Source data
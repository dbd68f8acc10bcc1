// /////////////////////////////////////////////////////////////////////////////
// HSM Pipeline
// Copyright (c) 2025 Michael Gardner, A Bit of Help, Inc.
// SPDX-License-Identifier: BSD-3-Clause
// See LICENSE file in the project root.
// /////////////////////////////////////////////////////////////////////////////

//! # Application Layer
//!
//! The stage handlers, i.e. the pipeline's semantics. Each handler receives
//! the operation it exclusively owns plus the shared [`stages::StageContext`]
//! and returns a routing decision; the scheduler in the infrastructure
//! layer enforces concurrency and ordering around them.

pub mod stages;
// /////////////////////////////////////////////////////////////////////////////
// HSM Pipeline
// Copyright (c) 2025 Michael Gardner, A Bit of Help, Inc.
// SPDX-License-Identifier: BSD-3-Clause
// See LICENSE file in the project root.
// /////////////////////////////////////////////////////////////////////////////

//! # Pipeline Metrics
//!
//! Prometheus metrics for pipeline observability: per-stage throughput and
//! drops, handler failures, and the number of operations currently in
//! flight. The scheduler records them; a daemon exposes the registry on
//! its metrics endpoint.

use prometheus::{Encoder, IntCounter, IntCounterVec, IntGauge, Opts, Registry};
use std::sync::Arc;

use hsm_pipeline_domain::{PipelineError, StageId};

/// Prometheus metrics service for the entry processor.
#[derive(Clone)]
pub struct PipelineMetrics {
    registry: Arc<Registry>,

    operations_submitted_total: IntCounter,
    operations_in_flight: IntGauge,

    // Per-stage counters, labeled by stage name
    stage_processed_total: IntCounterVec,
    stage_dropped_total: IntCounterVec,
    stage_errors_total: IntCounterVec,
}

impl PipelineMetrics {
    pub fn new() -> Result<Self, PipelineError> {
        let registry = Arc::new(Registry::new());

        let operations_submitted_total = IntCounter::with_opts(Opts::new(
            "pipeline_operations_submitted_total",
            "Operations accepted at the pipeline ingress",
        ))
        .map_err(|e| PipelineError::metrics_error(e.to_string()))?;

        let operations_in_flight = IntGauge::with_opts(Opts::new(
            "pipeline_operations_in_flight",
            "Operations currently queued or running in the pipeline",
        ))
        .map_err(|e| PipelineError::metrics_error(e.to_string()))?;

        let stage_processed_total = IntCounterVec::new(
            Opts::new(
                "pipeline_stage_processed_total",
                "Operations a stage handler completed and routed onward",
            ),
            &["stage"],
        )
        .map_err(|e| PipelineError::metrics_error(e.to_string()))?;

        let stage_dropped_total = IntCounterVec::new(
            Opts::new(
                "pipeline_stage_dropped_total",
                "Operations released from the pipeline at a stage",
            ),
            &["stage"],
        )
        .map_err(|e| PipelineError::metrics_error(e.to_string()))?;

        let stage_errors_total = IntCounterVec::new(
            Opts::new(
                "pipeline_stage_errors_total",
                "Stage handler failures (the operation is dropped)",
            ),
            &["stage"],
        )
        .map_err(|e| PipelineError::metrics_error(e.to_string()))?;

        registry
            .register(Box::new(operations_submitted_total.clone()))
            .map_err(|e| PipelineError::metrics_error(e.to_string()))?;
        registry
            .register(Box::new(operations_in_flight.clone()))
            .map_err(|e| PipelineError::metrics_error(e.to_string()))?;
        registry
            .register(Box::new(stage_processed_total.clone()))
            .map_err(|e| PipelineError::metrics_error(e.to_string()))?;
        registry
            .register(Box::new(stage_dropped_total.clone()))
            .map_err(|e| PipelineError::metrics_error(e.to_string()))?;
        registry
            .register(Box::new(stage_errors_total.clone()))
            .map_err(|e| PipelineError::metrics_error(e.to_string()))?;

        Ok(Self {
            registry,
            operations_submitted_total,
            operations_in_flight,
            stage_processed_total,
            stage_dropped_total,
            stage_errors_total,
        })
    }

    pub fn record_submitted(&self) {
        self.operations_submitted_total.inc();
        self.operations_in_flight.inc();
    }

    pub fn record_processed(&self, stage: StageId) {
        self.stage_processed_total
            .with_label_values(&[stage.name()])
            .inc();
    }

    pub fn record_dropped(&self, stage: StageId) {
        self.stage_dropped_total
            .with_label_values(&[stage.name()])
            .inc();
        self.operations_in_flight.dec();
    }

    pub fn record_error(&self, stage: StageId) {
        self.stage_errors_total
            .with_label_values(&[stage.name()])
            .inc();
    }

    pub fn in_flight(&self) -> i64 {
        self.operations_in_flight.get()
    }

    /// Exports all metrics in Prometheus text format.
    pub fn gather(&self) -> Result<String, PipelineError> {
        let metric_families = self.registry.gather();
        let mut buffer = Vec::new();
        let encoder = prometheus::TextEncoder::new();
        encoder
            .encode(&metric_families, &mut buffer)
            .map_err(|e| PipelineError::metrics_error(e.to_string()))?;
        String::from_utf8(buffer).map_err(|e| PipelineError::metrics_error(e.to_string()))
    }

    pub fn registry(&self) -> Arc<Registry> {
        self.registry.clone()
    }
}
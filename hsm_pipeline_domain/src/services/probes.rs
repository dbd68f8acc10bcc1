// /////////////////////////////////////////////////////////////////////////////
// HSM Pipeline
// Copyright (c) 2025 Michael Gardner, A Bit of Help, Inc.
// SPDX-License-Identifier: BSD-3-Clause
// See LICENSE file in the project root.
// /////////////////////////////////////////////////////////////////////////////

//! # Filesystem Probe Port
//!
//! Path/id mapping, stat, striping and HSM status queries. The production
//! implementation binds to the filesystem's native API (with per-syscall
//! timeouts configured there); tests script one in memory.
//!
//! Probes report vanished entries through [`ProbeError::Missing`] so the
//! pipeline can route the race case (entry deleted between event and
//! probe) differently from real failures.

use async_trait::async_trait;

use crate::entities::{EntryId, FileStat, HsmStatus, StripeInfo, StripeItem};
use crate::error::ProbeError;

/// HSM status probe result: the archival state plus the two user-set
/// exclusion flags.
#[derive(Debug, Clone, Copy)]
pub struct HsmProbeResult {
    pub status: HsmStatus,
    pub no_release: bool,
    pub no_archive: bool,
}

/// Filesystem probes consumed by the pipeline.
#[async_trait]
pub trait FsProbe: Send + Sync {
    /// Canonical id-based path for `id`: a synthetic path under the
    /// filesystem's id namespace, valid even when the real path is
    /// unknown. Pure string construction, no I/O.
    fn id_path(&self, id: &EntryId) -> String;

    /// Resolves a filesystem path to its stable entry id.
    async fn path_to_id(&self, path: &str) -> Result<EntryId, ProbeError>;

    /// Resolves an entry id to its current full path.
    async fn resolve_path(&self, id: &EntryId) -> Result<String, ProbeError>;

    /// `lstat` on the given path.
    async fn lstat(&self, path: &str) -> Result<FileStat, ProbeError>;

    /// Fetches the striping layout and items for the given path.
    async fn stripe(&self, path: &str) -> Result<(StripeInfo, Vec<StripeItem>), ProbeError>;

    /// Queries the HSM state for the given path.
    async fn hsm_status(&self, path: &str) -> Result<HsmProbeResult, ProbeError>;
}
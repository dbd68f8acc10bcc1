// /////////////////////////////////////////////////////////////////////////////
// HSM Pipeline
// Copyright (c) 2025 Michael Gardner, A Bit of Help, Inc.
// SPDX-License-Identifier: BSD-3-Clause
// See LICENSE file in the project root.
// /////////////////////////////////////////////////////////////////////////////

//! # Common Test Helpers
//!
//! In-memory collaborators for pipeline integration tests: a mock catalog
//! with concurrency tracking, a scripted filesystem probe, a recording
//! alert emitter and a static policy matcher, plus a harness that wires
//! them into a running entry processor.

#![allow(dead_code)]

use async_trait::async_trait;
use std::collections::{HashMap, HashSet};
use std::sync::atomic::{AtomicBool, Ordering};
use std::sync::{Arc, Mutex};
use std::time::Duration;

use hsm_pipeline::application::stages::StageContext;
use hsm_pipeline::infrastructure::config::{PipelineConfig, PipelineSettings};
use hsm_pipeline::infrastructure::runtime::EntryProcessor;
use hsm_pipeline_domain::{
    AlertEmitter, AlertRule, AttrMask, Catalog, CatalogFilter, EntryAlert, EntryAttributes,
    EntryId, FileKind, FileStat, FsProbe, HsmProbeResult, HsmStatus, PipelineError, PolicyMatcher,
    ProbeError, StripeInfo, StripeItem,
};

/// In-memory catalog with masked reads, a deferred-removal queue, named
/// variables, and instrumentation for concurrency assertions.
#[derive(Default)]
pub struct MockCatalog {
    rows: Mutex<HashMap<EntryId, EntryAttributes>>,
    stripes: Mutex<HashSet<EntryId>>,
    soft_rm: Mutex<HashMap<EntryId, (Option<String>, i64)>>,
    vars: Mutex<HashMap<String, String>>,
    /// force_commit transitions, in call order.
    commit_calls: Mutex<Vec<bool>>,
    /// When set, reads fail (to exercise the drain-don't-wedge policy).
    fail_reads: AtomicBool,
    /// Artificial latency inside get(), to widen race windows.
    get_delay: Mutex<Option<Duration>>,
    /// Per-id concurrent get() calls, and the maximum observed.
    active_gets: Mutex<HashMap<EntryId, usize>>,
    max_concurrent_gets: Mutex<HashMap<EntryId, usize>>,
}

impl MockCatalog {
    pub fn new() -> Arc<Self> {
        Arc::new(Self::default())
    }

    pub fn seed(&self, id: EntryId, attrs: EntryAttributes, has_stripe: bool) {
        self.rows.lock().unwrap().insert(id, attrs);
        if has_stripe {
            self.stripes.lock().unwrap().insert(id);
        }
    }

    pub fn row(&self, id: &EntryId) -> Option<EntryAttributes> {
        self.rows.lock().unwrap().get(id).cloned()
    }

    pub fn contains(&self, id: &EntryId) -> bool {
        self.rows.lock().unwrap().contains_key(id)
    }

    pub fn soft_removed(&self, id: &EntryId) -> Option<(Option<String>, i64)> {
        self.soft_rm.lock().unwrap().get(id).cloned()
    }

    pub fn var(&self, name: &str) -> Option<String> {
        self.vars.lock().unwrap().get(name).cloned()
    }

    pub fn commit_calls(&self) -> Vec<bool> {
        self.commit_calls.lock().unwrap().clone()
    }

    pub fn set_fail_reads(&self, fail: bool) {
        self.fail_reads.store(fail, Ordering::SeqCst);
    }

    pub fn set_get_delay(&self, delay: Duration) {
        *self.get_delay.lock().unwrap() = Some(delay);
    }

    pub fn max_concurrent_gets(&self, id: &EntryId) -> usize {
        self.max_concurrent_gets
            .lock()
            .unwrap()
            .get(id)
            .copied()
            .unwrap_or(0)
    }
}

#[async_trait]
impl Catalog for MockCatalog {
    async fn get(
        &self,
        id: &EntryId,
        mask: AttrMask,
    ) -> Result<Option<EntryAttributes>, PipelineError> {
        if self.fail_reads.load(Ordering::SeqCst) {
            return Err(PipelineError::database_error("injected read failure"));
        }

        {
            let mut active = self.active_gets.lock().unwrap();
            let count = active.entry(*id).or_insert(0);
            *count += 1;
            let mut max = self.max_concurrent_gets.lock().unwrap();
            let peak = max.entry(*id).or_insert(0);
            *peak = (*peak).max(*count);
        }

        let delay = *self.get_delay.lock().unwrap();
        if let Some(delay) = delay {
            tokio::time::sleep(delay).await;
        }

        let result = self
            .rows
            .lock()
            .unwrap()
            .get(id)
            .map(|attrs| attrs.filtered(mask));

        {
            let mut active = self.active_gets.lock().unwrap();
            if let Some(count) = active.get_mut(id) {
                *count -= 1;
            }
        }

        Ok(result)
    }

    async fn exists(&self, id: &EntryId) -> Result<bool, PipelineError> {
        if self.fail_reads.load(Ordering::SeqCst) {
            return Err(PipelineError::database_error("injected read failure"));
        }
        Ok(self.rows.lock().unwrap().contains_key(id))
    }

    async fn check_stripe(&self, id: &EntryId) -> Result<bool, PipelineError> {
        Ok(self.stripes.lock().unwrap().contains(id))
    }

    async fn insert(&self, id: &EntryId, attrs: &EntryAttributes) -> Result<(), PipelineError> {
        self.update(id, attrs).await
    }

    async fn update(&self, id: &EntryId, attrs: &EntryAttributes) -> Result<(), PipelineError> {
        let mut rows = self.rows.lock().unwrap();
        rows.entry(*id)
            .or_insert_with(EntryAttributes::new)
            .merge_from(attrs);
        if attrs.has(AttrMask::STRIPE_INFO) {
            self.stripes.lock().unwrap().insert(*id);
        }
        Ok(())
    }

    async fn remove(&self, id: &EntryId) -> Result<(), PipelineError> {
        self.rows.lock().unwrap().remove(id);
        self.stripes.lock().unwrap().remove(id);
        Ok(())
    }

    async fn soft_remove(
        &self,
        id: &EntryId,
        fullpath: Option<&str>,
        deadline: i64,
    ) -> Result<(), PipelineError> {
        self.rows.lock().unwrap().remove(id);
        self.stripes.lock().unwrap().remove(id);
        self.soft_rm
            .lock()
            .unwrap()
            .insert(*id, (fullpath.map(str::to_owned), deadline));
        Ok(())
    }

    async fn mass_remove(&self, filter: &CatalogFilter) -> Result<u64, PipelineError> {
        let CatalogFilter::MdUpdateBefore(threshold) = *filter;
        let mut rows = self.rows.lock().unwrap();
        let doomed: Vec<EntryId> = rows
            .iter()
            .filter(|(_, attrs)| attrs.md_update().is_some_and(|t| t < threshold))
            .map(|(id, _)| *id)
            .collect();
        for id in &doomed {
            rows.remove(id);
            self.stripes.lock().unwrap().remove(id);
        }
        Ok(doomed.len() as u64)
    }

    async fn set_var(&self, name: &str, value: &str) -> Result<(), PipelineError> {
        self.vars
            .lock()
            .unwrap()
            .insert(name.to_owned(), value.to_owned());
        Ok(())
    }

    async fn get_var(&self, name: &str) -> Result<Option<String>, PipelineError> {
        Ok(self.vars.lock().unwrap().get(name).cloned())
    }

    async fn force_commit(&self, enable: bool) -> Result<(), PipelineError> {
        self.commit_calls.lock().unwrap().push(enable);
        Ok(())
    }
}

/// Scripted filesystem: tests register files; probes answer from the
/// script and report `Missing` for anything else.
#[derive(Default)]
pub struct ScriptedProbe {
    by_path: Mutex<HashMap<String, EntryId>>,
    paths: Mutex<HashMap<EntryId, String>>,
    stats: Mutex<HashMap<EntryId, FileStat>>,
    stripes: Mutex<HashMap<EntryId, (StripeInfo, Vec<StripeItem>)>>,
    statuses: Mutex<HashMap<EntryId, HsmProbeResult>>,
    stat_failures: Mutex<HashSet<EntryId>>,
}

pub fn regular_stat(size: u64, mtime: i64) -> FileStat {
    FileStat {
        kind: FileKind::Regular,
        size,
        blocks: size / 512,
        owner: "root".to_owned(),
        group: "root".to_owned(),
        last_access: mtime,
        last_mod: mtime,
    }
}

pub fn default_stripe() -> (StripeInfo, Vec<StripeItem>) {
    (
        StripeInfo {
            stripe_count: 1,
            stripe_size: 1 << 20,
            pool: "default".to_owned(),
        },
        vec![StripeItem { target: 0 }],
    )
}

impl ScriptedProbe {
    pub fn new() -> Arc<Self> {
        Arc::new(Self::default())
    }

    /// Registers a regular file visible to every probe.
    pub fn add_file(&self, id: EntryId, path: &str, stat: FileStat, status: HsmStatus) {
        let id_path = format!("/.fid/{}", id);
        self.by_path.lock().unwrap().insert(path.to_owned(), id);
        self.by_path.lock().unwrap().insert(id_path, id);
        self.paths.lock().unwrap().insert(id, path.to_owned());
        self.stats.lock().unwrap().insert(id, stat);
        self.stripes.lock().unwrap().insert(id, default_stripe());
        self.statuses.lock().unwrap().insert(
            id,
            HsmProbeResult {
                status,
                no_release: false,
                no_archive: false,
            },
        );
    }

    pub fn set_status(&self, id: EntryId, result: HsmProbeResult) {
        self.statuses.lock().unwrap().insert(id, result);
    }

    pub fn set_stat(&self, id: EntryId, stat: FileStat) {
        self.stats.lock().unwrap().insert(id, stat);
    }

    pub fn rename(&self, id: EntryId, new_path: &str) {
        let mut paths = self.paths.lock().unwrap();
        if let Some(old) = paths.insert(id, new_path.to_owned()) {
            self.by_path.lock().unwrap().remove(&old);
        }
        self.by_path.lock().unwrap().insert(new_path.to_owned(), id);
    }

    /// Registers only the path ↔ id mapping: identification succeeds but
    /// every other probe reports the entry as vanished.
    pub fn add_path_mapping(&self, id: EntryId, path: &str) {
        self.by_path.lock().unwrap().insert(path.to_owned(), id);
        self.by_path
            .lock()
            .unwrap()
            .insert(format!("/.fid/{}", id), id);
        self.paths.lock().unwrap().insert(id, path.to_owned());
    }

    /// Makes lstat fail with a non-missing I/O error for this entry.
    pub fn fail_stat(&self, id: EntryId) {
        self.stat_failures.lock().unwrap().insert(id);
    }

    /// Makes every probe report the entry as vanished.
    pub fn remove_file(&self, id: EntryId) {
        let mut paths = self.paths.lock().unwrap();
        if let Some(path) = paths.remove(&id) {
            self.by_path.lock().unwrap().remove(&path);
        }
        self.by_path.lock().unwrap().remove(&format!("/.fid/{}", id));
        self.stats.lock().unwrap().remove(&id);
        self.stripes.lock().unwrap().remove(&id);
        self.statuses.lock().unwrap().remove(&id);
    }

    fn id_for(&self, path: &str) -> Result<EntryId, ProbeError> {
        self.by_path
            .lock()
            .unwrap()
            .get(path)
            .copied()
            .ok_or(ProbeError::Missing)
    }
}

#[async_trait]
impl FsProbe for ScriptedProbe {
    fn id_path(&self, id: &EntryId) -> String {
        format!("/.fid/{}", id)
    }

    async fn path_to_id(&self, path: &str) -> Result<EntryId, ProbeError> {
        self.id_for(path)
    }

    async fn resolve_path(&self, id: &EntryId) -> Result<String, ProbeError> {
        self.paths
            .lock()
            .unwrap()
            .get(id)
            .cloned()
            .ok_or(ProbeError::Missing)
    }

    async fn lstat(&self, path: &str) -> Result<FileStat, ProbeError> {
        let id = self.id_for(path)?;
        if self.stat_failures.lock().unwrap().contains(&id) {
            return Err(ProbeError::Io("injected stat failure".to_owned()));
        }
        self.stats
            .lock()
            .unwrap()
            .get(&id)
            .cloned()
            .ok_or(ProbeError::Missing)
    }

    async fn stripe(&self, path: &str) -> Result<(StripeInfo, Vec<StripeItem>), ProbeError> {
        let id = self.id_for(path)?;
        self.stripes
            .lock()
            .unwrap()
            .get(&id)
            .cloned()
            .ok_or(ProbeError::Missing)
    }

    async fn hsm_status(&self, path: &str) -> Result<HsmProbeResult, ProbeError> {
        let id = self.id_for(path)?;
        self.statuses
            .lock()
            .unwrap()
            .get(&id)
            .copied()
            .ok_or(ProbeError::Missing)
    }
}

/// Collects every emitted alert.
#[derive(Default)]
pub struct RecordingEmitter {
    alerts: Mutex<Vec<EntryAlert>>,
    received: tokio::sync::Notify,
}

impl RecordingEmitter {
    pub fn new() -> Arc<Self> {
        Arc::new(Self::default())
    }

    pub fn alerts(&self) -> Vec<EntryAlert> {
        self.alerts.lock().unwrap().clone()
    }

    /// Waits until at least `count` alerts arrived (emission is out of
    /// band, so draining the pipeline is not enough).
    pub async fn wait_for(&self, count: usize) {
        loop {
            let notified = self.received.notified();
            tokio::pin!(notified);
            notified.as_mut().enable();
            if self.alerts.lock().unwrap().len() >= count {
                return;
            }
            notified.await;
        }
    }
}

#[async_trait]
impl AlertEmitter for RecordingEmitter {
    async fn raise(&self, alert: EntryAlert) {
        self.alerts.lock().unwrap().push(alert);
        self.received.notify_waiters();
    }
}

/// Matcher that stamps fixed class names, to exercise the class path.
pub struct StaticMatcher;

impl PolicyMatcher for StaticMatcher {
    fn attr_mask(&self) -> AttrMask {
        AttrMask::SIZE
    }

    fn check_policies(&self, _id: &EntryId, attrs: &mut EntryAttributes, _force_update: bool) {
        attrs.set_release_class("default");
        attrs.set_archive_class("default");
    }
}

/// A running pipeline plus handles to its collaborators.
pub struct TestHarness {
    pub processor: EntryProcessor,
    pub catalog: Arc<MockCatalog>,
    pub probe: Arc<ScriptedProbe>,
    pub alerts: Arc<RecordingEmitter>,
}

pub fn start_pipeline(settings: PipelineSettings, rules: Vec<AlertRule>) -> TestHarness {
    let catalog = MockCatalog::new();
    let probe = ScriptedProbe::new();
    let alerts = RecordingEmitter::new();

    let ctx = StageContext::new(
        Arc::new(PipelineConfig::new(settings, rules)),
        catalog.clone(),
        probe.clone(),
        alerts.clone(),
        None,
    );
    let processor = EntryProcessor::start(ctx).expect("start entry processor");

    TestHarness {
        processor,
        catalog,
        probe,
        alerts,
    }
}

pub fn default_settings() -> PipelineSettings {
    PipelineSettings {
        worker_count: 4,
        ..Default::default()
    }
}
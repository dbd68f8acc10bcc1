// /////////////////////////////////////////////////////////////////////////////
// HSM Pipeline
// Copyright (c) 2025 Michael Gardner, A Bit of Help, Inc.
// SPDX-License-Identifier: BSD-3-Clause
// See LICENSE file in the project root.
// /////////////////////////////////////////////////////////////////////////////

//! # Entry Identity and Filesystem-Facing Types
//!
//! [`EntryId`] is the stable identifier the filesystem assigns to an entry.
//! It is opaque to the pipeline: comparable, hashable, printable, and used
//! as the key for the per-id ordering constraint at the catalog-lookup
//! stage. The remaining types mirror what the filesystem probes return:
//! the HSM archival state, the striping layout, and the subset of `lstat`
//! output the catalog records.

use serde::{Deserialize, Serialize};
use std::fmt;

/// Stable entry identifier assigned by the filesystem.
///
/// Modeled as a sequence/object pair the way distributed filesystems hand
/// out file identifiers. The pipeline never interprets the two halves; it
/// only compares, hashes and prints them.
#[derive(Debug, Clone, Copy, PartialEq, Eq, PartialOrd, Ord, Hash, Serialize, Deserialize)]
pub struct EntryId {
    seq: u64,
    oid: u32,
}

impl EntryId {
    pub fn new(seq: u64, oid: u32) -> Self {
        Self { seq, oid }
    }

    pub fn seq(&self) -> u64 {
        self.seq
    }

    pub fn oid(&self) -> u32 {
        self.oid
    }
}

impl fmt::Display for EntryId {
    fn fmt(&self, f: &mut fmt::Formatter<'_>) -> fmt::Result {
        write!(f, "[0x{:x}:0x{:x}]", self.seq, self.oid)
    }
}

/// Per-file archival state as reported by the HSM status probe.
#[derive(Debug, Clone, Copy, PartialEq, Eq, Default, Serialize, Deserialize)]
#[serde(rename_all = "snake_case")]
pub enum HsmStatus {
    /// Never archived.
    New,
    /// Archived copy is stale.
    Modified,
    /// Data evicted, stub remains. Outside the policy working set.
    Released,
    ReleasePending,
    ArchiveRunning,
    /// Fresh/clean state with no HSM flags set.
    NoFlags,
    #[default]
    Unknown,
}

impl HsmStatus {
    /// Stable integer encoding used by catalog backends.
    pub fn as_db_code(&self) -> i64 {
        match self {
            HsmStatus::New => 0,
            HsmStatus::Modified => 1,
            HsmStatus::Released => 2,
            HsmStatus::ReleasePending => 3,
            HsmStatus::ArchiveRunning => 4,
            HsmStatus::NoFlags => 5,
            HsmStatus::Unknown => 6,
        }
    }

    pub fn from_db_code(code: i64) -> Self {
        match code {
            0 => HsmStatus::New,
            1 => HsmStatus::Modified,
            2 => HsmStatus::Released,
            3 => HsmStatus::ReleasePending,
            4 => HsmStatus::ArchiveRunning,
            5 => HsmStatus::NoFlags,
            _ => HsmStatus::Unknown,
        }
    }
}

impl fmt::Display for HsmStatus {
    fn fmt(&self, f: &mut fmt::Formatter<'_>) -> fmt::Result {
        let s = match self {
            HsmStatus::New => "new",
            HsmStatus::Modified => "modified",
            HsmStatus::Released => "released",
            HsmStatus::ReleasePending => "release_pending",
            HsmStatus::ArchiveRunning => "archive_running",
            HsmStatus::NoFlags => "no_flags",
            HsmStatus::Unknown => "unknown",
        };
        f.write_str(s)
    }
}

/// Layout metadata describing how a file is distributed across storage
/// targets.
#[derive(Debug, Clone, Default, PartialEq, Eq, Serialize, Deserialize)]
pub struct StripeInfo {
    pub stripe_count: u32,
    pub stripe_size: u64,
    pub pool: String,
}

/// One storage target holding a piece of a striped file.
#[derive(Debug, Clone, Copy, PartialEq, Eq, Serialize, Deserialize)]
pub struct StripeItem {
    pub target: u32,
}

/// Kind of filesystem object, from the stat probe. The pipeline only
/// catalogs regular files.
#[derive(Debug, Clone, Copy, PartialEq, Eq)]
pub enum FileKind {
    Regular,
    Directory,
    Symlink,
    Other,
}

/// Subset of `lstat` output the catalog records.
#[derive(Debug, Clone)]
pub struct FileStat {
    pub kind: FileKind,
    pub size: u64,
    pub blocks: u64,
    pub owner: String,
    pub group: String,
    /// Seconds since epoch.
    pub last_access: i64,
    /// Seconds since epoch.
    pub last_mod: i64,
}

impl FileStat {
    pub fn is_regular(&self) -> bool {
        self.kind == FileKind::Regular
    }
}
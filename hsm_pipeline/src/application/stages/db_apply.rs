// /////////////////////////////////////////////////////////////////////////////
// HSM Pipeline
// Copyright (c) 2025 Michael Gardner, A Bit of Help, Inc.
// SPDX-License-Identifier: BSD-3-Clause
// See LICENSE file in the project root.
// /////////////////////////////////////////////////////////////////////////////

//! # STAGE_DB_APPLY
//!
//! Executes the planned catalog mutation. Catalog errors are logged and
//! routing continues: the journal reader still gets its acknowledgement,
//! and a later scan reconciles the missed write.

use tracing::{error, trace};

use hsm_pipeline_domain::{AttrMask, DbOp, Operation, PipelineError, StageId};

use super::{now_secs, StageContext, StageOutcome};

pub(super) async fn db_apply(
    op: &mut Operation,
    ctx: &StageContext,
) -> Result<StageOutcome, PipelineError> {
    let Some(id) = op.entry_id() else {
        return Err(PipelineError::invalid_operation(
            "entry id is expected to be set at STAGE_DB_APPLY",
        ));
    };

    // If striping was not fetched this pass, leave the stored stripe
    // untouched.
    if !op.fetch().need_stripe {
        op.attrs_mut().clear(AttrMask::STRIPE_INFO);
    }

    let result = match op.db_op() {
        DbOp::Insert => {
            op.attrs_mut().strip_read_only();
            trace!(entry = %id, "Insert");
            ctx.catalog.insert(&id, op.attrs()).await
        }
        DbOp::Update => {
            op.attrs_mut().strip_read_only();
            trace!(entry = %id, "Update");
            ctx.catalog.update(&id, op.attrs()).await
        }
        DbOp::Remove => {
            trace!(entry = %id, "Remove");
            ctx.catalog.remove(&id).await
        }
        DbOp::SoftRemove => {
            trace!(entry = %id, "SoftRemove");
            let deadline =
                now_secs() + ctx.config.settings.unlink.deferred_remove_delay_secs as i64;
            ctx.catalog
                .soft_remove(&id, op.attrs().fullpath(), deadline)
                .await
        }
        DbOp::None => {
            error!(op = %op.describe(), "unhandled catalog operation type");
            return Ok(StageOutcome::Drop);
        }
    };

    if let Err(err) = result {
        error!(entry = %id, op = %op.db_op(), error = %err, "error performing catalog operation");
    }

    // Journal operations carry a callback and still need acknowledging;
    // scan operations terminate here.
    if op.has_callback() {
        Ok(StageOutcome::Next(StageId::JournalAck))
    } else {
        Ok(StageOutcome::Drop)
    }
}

## THE TASK
Extract every line from the records above that contains the word "derive".

## RESPONSE TO THIS TASK
#[derive(Clone)]
#[derive(Debug, Clone, Copy)]
#[derive(Default)]
#[derive(Default)]
#[derive(Default)]
#[derive(Debug, Clone, Copy, PartialEq, Eq, PartialOrd, Ord, Hash, Serialize, Deserialize)]
#[derive(Debug, Clone, Copy, PartialEq, Eq, Default, Serialize, Deserialize)]
#[derive(Debug, Clone, Default, PartialEq, Eq, Serialize, Deserialize)]
#[derive(Debug, Clone, Copy, PartialEq, Eq, Serialize, Deserialize)]
#[derive(Debug, Clone, Copy, PartialEq, Eq)]
#[derive(Debug, Clone)]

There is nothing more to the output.